Today, the Public Health Authority presented a new study that estimates that one third of everyone in Stockholm County will be infected with sars-cov-2 on May 1st this year. There will be about 600,000 people.

Many unconfirmed cases

The study is a mathematical modeling of the spread of the virus in Stockholm County. It is based partly on the so-called Stockholm study that was conducted a few weeks ago when randomly tested 700 Stockholmers and partly the new infected cases that are reported daily.

- What is surprising is that there are so many cases, 99 percent of all cases, that are completely unconfirmed, says Lisa Brouwers, head of analysis at the Public Health Authority.

Unknown number of infected other Sweden

The Public Health Authority study comes to the same results as the mathematician Tom Britton's calculations. This weekend he presented a study which also indicates that 30 percent of the population in Stockholm has had covid-19.

What it looks like in the rest of Sweden there are no calculations yet, but the high proportion of infected in Stockholm differs from the rest of the world.
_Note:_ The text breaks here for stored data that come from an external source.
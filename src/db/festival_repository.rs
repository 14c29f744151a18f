use async_trait::async_trait;
use uuid::Uuid;

use crate::db::rest_client::BackendError;
use crate::models::festival::{Festival, FestivalUpdate, NewFestival};

#[async_trait]
pub trait FestivalRepository: Send + Sync {
    async fn list_festivals(&self, organization_id: Uuid) -> Result<Vec<Festival>, BackendError>;

    /// Every festival sharing the human key. Callers decide what to do with
    /// zero or several matches.
    async fn find_by_name_and_year(
        &self,
        organization_id: Option<Uuid>,
        name: &str,
        year: i32,
    ) -> Result<Vec<Festival>, BackendError>;

    async fn find_active(&self, organization_id: Uuid) -> Result<Option<Festival>, BackendError>;

    async fn create_festival(&self, festival: &NewFestival) -> Result<Festival, BackendError>;

    async fn update_festival(
        &self,
        festival_id: Uuid,
        update: &FestivalUpdate,
    ) -> Result<Festival, BackendError>;

    async fn delete_festival(&self, festival_id: Uuid) -> Result<(), BackendError>;
}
"Preliminary data indicates that only a small proportion of the world's population has become infected, no more than two to three percent," WHO Director General Tedros Adhanom Ghebreyesus said at a press conference yesterday Monday.

Get in France

Yesterday, French Institute Pasteur also presented a study that calculates that six percent of French people will have been infected on May 11 this year.

The low numbers do not surprise the infection protection expert Johan Giesecke.

- Most countries have had a lockdown, they have not had distribution in their countries in the same way as Sweden. We have had a spread of infection in the population, he says.

unrecorded

But there may also be dark figures in the international calculations.

- The data presented internationally may have been measured in different ways, either you have only measured antibodies or you have only counted those cared for in hospitals. We have tried to estimate the entire spread, says Anders Wallensten, Deputy State Epidemiologist at the Public Health Authority.